- [Input data]
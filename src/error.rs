//! Error types for the match lifecycle engine
//!
//! Domain operations return [`MatchmakingError`] so callers can match on the
//! exact failure. The service layer wraps these in `anyhow` where it only
//! needs to log and exit.

use crate::types::{MatchId, UserId, WagerId};

/// Result type alias for convenience
pub type Result<T> = std::result::Result<T, MatchmakingError>;

/// Broad class of an error, used for metrics labels and for deciding what
/// can be shown to the player verbatim.
#[derive(Debug, Clone, Copy, PartialEq, Eq)]
pub enum ErrorCategory {
    Precondition,
    External,
    Financial,
    Internal,
}

impl ErrorCategory {
    pub fn as_str(&self) -> &'static str {
        match self {
            ErrorCategory::Precondition => "precondition",
            ErrorCategory::External => "external",
            ErrorCategory::Financial => "financial",
            ErrorCategory::Internal => "internal",
        }
    }
}

/// Custom error types for specific matchmaking scenarios
#[derive(Debug, Clone, PartialEq, thiserror::Error)]
pub enum MatchmakingError {
    #[error("User not found: {user_id}")]
    UserNotFound { user_id: UserId },

    #[error("Account {user_id} is banned")]
    Banned { user_id: UserId },

    #[error("Steam ID required: {user_id} has no linked game account")]
    MissingLinkedIdentity { user_id: UserId },

    #[error("Not eligible for matchmaking: {reason}")]
    NotEligible { reason: String },

    #[error("User {user_id} is already in an active match")]
    AlreadyInActiveMatch { user_id: UserId },

    #[error("User {user_id} is already queued in another unit")]
    AlreadyQueued { user_id: UserId },

    #[error("Only the party leader can queue the party")]
    NotPartyLeader { leader_id: UserId },

    #[error("Party of {party_size} cannot queue for a team of {team_size}")]
    PartySizeMismatch { party_size: usize, team_size: usize },

    #[error("Match not found: {match_id}")]
    MatchNotFound { match_id: MatchId },

    #[error("User {user_id} is not a participant of match {match_id}")]
    NotParticipant { match_id: MatchId, user_id: UserId },

    #[error("Match {match_id} is {actual}, expected {expected}")]
    WrongMatchState {
        match_id: MatchId,
        expected: String,
        actual: String,
    },

    #[error("Confirmation window for match {match_id} has expired")]
    ConfirmationExpired { match_id: MatchId },

    #[error("Not your turn to ban")]
    NotYourTurn,

    #[error("{item} is already banned")]
    AlreadyBanned { item: String },

    #[error("{item} is not in the pool")]
    ItemNotInPool { item: String },

    #[error("Veto for this pool is already decided: {selected}")]
    PoolResolved { selected: String },

    #[error("Provisioning for match {match_id} was never started")]
    ProvisioningNotStarted { match_id: MatchId },

    #[error("Invalid pairing: {reason}")]
    InvalidPairing { reason: String },

    #[error("Invalid match outcome: {reason}")]
    InvalidOutcome { reason: String },

    #[error("Wager not found: {wager_id}")]
    WagerNotFound { wager_id: WagerId },

    #[error("Invalid wager operation: {reason}")]
    InvalidWager { reason: String },

    #[error("Insufficient balance: {required} required")]
    InsufficientBalance { required: u64 },

    #[error("Not authorized to {action}")]
    Unauthorized { action: String },

    #[error("Ledger invariant violated: {reason}")]
    FinancialInvariant { reason: String },

    #[error("Game server provider error: {message}")]
    ExternalProvider { message: String },

    #[error("Missing credentials: {message}")]
    MissingCredentials { message: String },

    #[error("Messaging failure: {message}")]
    Messaging { message: String },

    #[error("Invalid command: {reason}")]
    InvalidCommand { reason: String },

    #[error("Configuration error: {message}")]
    ConfigurationError { message: String },

    #[error("Internal service error: {message}")]
    InternalError { message: String },
}

impl MatchmakingError {
    /// Classify the error according to who caused it
    pub fn category(&self) -> ErrorCategory {
        match self {
            MatchmakingError::ExternalProvider { .. }
            | MatchmakingError::MissingCredentials { .. }
            | MatchmakingError::Messaging { .. } => ErrorCategory::External,
            MatchmakingError::FinancialInvariant { .. } => ErrorCategory::Financial,
            MatchmakingError::ConfigurationError { .. } | MatchmakingError::InternalError { .. } => {
                ErrorCategory::Internal
            }
            _ => ErrorCategory::Precondition,
        }
    }

    /// Whether the message can be shown to the player as-is
    pub fn is_user_facing(&self) -> bool {
        self.category() == ErrorCategory::Precondition
    }

    pub(crate) fn lock_poisoned(what: &str) -> Self {
        MatchmakingError::InternalError {
            message: format!("Failed to acquire {} lock", what),
        }
    }
}

#[cfg(test)]
mod tests {
    use super::*;

    #[test]
    fn test_categories() {
        assert_eq!(
            MatchmakingError::NotYourTurn.category(),
            ErrorCategory::Precondition
        );
        assert!(MatchmakingError::NotYourTurn.is_user_facing());

        let provider = MatchmakingError::ExternalProvider {
            message: "502".to_string(),
        };
        assert_eq!(provider.category(), ErrorCategory::External);
        assert!(!provider.is_user_facing());

        let ledger = MatchmakingError::FinancialInvariant {
            reason: "payout exceeds pot".to_string(),
        };
        assert_eq!(ledger.category(), ErrorCategory::Financial);
    }

    #[test]
    fn test_user_facing_messages() {
        let err = MatchmakingError::MissingLinkedIdentity {
            user_id: "u1".to_string(),
        };
        assert!(err.to_string().starts_with("Steam ID required"));

        let err = MatchmakingError::NotEligible {
            reason: "Trust Factor too low".to_string(),
        };
        assert!(err.to_string().contains("Trust Factor too low"));
    }
}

- [Problem to work on]
Please return all of the entries above, exactly and completely.

- [The answer]
filename src/error.rs
//! Error types for the match lifecycle engine
//!
//! Domain operations return [`MatchmakingError`] so callers can match on the
//! exact failure. The service layer wraps these in `anyhow` where it only
//! needs to log and exit.

use crate::types::{MatchId, UserId, WagerId};

/// Result type alias for convenience
pub type Result<T> = std::result::Result<T, MatchmakingError>;

/// Broad class of an error, used for metrics labels and for deciding what
/// can be shown to the player verbatim.
#[derive(Debug, Clone, Copy, PartialEq, Eq)]
pub enum ErrorCategory {
    Precondition,
    External,
    Financial,
    Internal,
}

impl ErrorCategory {
    pub fn as_str(&self) -> &'static str {
        match self {
            ErrorCategory::Precondition => "precondition",
            ErrorCategory::External => "external",
            ErrorCategory::Financial => "financial",
            ErrorCategory::Internal => "internal",
        }
    }
}

/// Custom error types for specific matchmaking scenarios
#[derive(Debug, Clone, PartialEq, thiserror::Error)]
pub enum MatchmakingError {
    #[error("User not found: {user_id}")]
    UserNotFound { user_id: UserId },

    #[error("Account {user_id} is banned")]
    Banned { user_id: UserId },

    #[error("Steam ID required: {user_id} has no linked game account")]
    MissingLinkedIdentity { user_id: UserId },

    #[error("Not eligible for matchmaking: {reason}")]
    NotEligible { reason: String },

    #[error("User {user_id} is already in an active match")]
    AlreadyInActiveMatch { user_id: UserId },

    #[error("User {user_id} is already queued in another unit")]
    AlreadyQueued { user_id: UserId },

    #[error("Only the party leader can queue the party")]
    NotPartyLeader { leader_id: UserId },

    #[error("Party of {party_size} cannot queue for a team of {team_size}")]
    PartySizeMismatch { party_size: usize, team_size: usize },

    #[error("Match not found: {match_id}")]
    MatchNotFound { match_id: MatchId },

    #[error("User {user_id} is not a participant of match {match_id}")]
    NotParticipant { match_id: MatchId, user_id: UserId },

    #[error("Match {match_id} is {actual}, expected {expected}")]
    WrongMatchState {
        match_id: MatchId,
        expected: String,
        actual: String,
    },

    #[error("Confirmation window for match {match_id} has expired")]
    ConfirmationExpired { match_id: MatchId },

    #[error("Not your turn to ban")]
    NotYourTurn,

    #[error("{item} is already banned")]
    AlreadyBanned { item: String },

    #[error("{item} is not in the pool")]
    ItemNotInPool { item: String },

    #[error("Veto for this pool is already decided: {selected}")]
    PoolResolved { selected: String },

    #[error("Provisioning for match {match_id} was never started")]
    ProvisioningNotStarted { match_id: MatchId },

    #[error("Invalid pairing: {reason}")]
    InvalidPairing { reason: String },

    #[error("Invalid match outcome: {reason}")]
    InvalidOutcome { reason: String },

    #[error("Wager not found: {wager_id}")]
    WagerNotFound { wager_id: WagerId },

    #[error("Invalid wager operation: {reason}")]
    InvalidWager { reason: String },

    #[error("Insufficient balance: {required} required")]
    InsufficientBalance { required: u64 },

    #[error("Not authorized to {action}")]
    Unauthorized { action: String },

    #[error("Ledger invariant violated: {reason}")]
    FinancialInvariant { reason: String },

    #[error("Game server provider error: {message}")]
    ExternalProvider { message: String },

    #[error("Missing credentials: {message}")]
    MissingCredentials { message: String },

    #[error("Messaging failure: {message}")]
    Messaging { message: String },

    #[error("Invalid command: {reason}")]
    InvalidCommand { reason: String },

    #[error("Configuration error: {message}")]
    ConfigurationError { message: String },

    #[error("Internal service error: {message}")]
    InternalError { message: String },
}

impl MatchmakingError {
    /// Classify the error according to who caused it
    pub fn category(&self) -> ErrorCategory {
        match self {
            MatchmakingError::ExternalProvider { .. }
            | MatchmakingError::MissingCredentials { .. }
            | MatchmakingError::Messaging { .. } => ErrorCategory::External,
            MatchmakingError::FinancialInvariant { .. } => ErrorCategory::Financial,
            MatchmakingError::ConfigurationError { .. } | MatchmakingError::InternalError { .. } => {
                ErrorCategory::Internal
            }
            _ => ErrorCategory::Precondition,
        }
    }

    /// Whether the message can be shown to the player as-is
    pub fn is_user_facing(&self) -> bool {
        self.category() == ErrorCategory::Precondition
    }

    pub(crate) fn lock_poisoned(what: &str) -> Self {
        MatchmakingError::InternalError {
            message: format!("Failed to acquire {} lock", what),
        }
    }
}

#[cfg(test)]
mod tests {
    use super::*;

    #[test]
    fn test_categories() {
        assert_eq!(
            MatchmakingError::NotYourTurn.category(),
            ErrorCategory::Precondition
        );
        assert!(MatchmakingError::NotYourTurn.is_user_facing());

        let provider = MatchmakingError::ExternalProvider {
            message: "502".to_string(),
        };
        assert_eq!(provider.category(), ErrorCategory::External);
        assert!(!provider.is_user_facing());

        let ledger = MatchmakingError::FinancialInvariant {
            reason: "payout exceeds pot".to_string(),
        };
        assert_eq!(ledger.category(), ErrorCategory::Financial);
    }

    #[test]
    fn test_user_facing_messages() {
        let err = MatchmakingError::MissingLinkedIdentity {
            user_id: "u1".to_string(),
        };
        assert!(err.to_string().starts_with("Steam ID required"));

        let err = MatchmakingError::NotEligible {
            reason: "Trust Factor too low".to_string(),
        };
        assert!(err.to_string().contains("Trust Factor too low"));
    }
}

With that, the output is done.